Alison Hardy explores the landowner’s view and Carlos Pierce explores the operator’s view of the key issues that will arise from the introduction of the new Electronic Communications Code

The new Electronic Communications Code (new Code) introduced by the Digital Economy Act 2017 became law on 28 December 2017 and substantially changed the landscape for mobile and fixed-line telecoms.

The new Code governs the terms on which telecoms operators can access and occupy land including the payments that operators make to landowners for such use. Now landowners will receive a consideration payment calculated on the value of the land on a “no scheme basis” (ie excluding the use that the operator will make of that land) and compensation for any loss or damage that the landowner will incur as a result of the operator exercising its rights over that land. This is a common principle used for agreements made with utility companies but it is a big change in the telecoms sector.
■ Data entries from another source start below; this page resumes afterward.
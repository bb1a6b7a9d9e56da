//! Strict JSON decoding for model responses.
//!
//! Models frequently wrap structured output in a markdown code fence.
//! Decoding strips one fence layer (if present) and hands the remainder
//! straight to serde. There is deliberately no repair chain: a response
//! that fails the strict decode is reported as a parse error, and the
//! caller decides whether to re-prompt once with a stricter instruction.

use regex::Regex;
use serde::de::DeserializeOwned;

use crate::error::ProviderError;

/// Removes a single surrounding markdown code fence, if present.
///
/// Handles both ```json and bare ``` fences. Content without a fence is
/// returned trimmed and otherwise untouched.
pub fn strip_code_fence(content: &str) -> String {
    let trimmed = content.trim();

    // Unwrap ```json ... ``` or ``` ... ```; anything else passes through.
    let re = match Regex::new(r"^```(?:json)?\s*\n?([\s\S]*?)\n?```$") {
        Ok(re) => re,
        Err(_) => return trimmed.to_string(),
    };

    if let Some(caps) = re.captures(trimmed) {
        if let Some(inner) = caps.get(1) {
            return inner.as_str().trim().to_string();
        }
    }

    trimmed.to_string()
}

/// Decodes a model response into `T` after stripping a code fence.
///
/// Any decode failure maps to [`ProviderError::Parse`] with a short
/// preview of the offending content so the failure is diagnosable from
/// logs without dumping the full response.
pub fn decode_response<T: DeserializeOwned>(content: &str) -> Result<T, ProviderError> {
    let json = strip_code_fence(content);

    serde_json::from_str(&json).map_err(|e| {
        let preview: String = json.chars().take(120).collect();
        ProviderError::Parse(format!("{} (content starts with: '{}')", e, preview))
    })
}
Six months on, is it working and what are the key differences with the 1984 Electronic Communications Code (old Code)? Let’s start by looking at the answers from the landowner’s point of view.

The landowner’s view

Who enters into the agreement?

Ever since 1984, the Telecoms Code has provided that Code rights are conferred by the occupier for the time being of the land. The old Code provided that a freehold or leasehold owner with priority over the occupier (rather than one whose interest is derived from the occupier) would rarely be bound unless he conferred the right or agreed to be bound by it and gave that party the right to require the equipment to be removed.

Rent is now consideration calculated in a no-scheme world

The old telecoms market allowed operators and property owners to negotiate a fair rent for sites between themselves, making telecoms an attractive income source for property owners.

Many city centre rooftop installations attracted rents in the region of £15,000 to £25,000 pa with supply and demand driving the price of sites.

The new Code makes a fundamental change to this. For agreements entered into since 28 December 2017, the rent will be significantly lower – the new test for calculating consideration imposes a “no-scheme” valuation on both parties. Payments for telecoms sites are now in two parts – consideration and compensation and there are some heated discussions going on between operators and landowners about how these two components are calculated.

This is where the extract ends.